So said author Eric Weiner, in a book The Geography of Bliss (2008).
Here in the deep South, this native of New York spent parts of yesterday and today trying not to drown in the local sea, not fully understanding what was going on. Pretty bad for someone who had lived in Texas and Arkansas, and who had majored (so many years ago) in anthropology.
I've now been thrown a lifeline by a former Long Island person who runs the bed and breakfast I am currently staying in. She related some things that have happened to her in her years living in Georgia, and it was funny, but also instructive.
Over and over today, I was asked by locals (state employees at the Franklin Roosevelt sites we visited today in Warm Springs, as an example) where I was from. It was not a question of friendliness, as I found out quickly. I told people Upstate NY and suddenly the temperature in the room dropped 20 degrees. It wasn't my imagination. I should have known better.
Yesterday we were in a supermarket where the customers and then the employees stared at us, and today I found out why. We very obviously did not belong there, having crossed an invisible line. I won't go into further details because it is something that shouldn't be happening in our country any more. But it does and it did.

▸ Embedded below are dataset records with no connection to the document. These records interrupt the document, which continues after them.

use std::collections::HashSet;
use std::sync::{Arc, Mutex};

/// In-process set of polls currently being scored.
#[derive(Debug, Clone, Default)]
pub struct PollLeases {
    held: Arc<Mutex<HashSet<String>>>,
}

impl PollLeases {
    pub fn new() -> Self {
        Self::default()
    }

    /// Takes the lease for `poll_id`, or `None` if another run holds it.
    pub fn try_acquire(&self, poll_id: &str) -> Option<PollLease> {
        let mut held = self.held.lock().unwrap_or_else(|poisoned| poisoned.into_inner());
        if held.insert(poll_id.to_string()) {
            Some(PollLease {
                poll_id: poll_id.to_string(),
                held: Arc::clone(&self.held),
            })
        } else {
            None
        }
    }

    pub fn is_held(&self, poll_id: &str) -> bool {
        self.held
            .lock()
            .unwrap_or_else(|poisoned| poisoned.into_inner())
            .contains(poll_id)
    }
}

/// Released on drop.
#[derive(Debug)]
pub struct PollLease {
    poll_id: String,
    held: Arc<Mutex<HashSet<String>>>,
}

impl PollLease {
    pub fn poll_id(&self) -> &str {
        &self.poll_id
    }
}

impl Drop for PollLease {
    fn drop(&mut self) {
        self.held
            .lock()
            .unwrap_or_else(|poisoned| poisoned.into_inner())
            .remove(&self.poll_id);
    }
}

#[cfg(test)]
mod tests {
    use super::*;

    #[test]
    fn lease_is_exclusive_until_dropped() {
        let leases = PollLeases::new();
        let lease = leases.try_acquire("p1").unwrap();
        assert_eq!(lease.poll_id(), "p1");
        assert!(leases.is_held("p1"));
        assert!(leases.try_acquire("p1").is_none());
        assert!(leases.try_acquire("p2").is_some());

        drop(lease);
        assert!(!leases.is_held("p1"));
        assert!(leases.try_acquire("p1").is_some());
    }

    #[test]
    fn clones_share_state() {
        let leases = PollLeases::new();
        let other = leases.clone();
        let _lease = leases.try_acquire("p1").unwrap();
        assert!(other.try_acquire("p1").is_none());
    }
}
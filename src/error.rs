use thiserror::Error;

const SQLITE_BUSY: i32 = 5;
const SQLITE_LOCKED: i32 = 6;

#[derive(Debug, Error)]
pub enum StoreError {
    #[error("statement {0} not found")]
    StatementNotFound(String),
    #[error("participant {0} not found")]
    ParticipantNotFound(String),
    #[error("poll {0} not found")]
    PollNotFound(String),
    #[error("a vote for this participant and statement already exists")]
    UniqueViolation,
    #[error("database is busy")]
    Busy,
    #[error("participant already cast the maximum of {0} votes in this poll")]
    VoteLimitReached(i64),
    #[error("corrupt row: {0}")]
    Corrupt(String),
    #[error("database error: {0}")]
    Database(sqlx::Error),
}

impl From<sqlx::Error> for StoreError {
    fn from(err: sqlx::Error) -> Self {
        match &err {
            sqlx::Error::Database(db_err) if db_err.is_unique_violation() => StoreError::UniqueViolation,
            sqlx::Error::Database(db_err) if is_lock_contention(db_err.code().as_deref()) => StoreError::Busy,
            _ => StoreError::Database(err),
        }
    }
}

impl StoreError {
    /// Contention that a later attempt can get past.
    pub fn is_transient(&self) -> bool {
        matches!(self, StoreError::UniqueViolation | StoreError::Busy)
    }
}

/// Primary SQLite result code of an extended code such as `517` (BUSY_SNAPSHOT).
fn is_lock_contention(code: Option<&str>) -> bool {
    code.and_then(|c| c.parse::<i32>().ok())
        .is_some_and(|c| matches!(c & 0xff, SQLITE_BUSY | SQLITE_LOCKED))
}

impl From<chrono::ParseError> for StoreError {
    fn from(err: chrono::ParseError) -> Self {
        StoreError::Corrupt(format!("bad timestamp: {}", err))
    }
}

#[derive(Debug, Error)]
pub enum VoteError {
    #[error("{0} not found")]
    NotFound(String),
    #[error("invalid vote value: {0}")]
    InvalidValue(String),
    #[error("vote limit of {0} reached for this poll")]
    VoteLimitReached(i64),
    #[error("could not record vote after {attempts} attempts")]
    RetriesExhausted { attempts: u32 },
    #[error(transparent)]
    Storage(StoreError),
}

impl From<StoreError> for VoteError {
    fn from(err: StoreError) -> Self {
        match err {
            StoreError::StatementNotFound(id) => VoteError::NotFound(format!("statement {}", id)),
            StoreError::ParticipantNotFound(id) => VoteError::NotFound(format!("participant {}", id)),
            StoreError::VoteLimitReached(limit) => VoteError::VoteLimitReached(limit),
            other => VoteError::Storage(other),
        }
    }
}

#[derive(Debug, Error)]
pub enum ComputeError {
    #[error("{participants} participants but {rows} matrix rows")]
    RowCount { participants: usize, rows: usize },
    #[error("matrix row {row} has {found} columns, expected {expected}")]
    RaggedMatrix { row: usize, expected: usize, found: usize },
    #[error("matrix contains a non-finite value at ({row}, {col})")]
    NonFinite { row: usize, col: usize },
    #[error("got {labels} cluster labels for {rows} participants")]
    LabelMismatch { labels: usize, rows: usize },
    #[error("clustering failed: {0}")]
    Clustering(String),
    #[error("scoring worker stopped: {0}")]
    Interrupted(String),
}

#[derive(Debug, Error)]
pub enum PollJobError {
    #[error(transparent)]
    Store(#[from] StoreError),
    #[error(transparent)]
    Compute(#[from] ComputeError),
}

#[derive(Debug, Error)]
pub enum WebhookError {
    #[error("failed to serialize event: {0}")]
    Serialize(#[from] serde_json::Error),
    #[error("http error: {0}")]
    Http(#[from] reqwest::Error),
    #[error("receiver answered {status}")]
    Rejected { status: u16 },
    #[error("invalid webhook secret")]
    InvalidSecret,
}

#[derive(Debug, Error)]
pub enum ConfigError {
    #[error("{name} has an invalid value {value:?}: {reason}")]
    Invalid { name: &'static str, value: String, reason: String },
}
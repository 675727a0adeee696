pub mod config;
pub mod consensus;
pub mod db;
pub mod error;
pub mod ledger;
pub mod models;
pub mod publisher;
pub mod tasks;
pub mod webhook;
//! State Hashing for Verification
//!
//! Deterministic SHA-256 hashing of game state, used to check that two runs
//! from the same seed and the same moves end in the same state.

use sha2::{Sha256, Digest};

use super::position::Position;

/// Hash output type (256 bits / 32 bytes)
pub type StateHash = [u8; 32];

/// Deterministic hasher for game state.
///
/// Order of updates is critical for determinism.
pub struct StateHasher {
    hasher: Sha256,
}

impl StateHasher {
    /// Create a new hasher with domain separator.
    pub fn new(domain: &[u8]) -> Self {
        let mut hasher = Sha256::new();
        hasher.update(domain);
        Self { hasher }
    }

    /// Create hasher for game state.
    pub fn for_game_state() -> Self {
        Self::new(b"CLUEDO_STATE_V1")
    }

    /// Update with a u8 value.
    #[inline]
    pub fn update_u8(&mut self, value: u8) {
        self.hasher.update([value]);
    }

    /// Update with a u32 value (little-endian).
    #[inline]
    pub fn update_u32(&mut self, value: u32) {
        self.hasher.update(value.to_le_bytes());
    }

    /// Update with a u64 value (little-endian).
    #[inline]
    pub fn update_u64(&mut self, value: u64) {
        self.hasher.update(value.to_le_bytes());
    }

    /// Update with a boolean.
    #[inline]
    pub fn update_bool(&mut self, value: bool) {
        self.update_u8(value as u8);
    }

    /// Update with a length-prefixed string.
    pub fn update_str(&mut self, value: &str) {
        self.update_u32(value.len() as u32);
        self.hasher.update(value.as_bytes());
    }

    /// Update with a board position.
    #[inline]
    pub fn update_position(&mut self, position: Position) {
        self.update_u32(position.row as u32);
        self.update_u32(position.col as u32);
    }

    /// Finalize and return the hash.
    pub fn finalize(self) -> StateHash {
        self.hasher.finalize().into()
    }
}

/// Compute state hash for replay verification.
///
/// Called by `Game::compute_hash()`. The closure adds game-specific data.
pub fn compute_state_hash<F>(move_count: u32, rng_seed: u64, add_state: F) -> StateHash
where
    F: FnOnce(&mut StateHasher),
{
    let mut hasher = StateHasher::for_game_state();

    // Always hash move count and seed first
    hasher.update_u32(move_count);
    hasher.update_u64(rng_seed);

    add_state(&mut hasher);

    hasher.finalize()
}

// =============================================================================
// TESTS
// =============================================================================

Tomorrow I am going to try to tell people I am from Arkansas and see what happens. Although, anyone should figure out quickly I am not an Arkansan, especially from my accent. But hey, I lived there for nearly 5 years, so I should be able to wing it. (You may ask, Arkansas is the south too. Didn't that happen there? Well, yes and no. But not in quite the same way. That's what fooled me today.)
Or maybe I'll just tell the truth and wear my winter coat.
What I've been told is by my lifeline thrower is to pretend I am visiting a foreign country and go with the flow.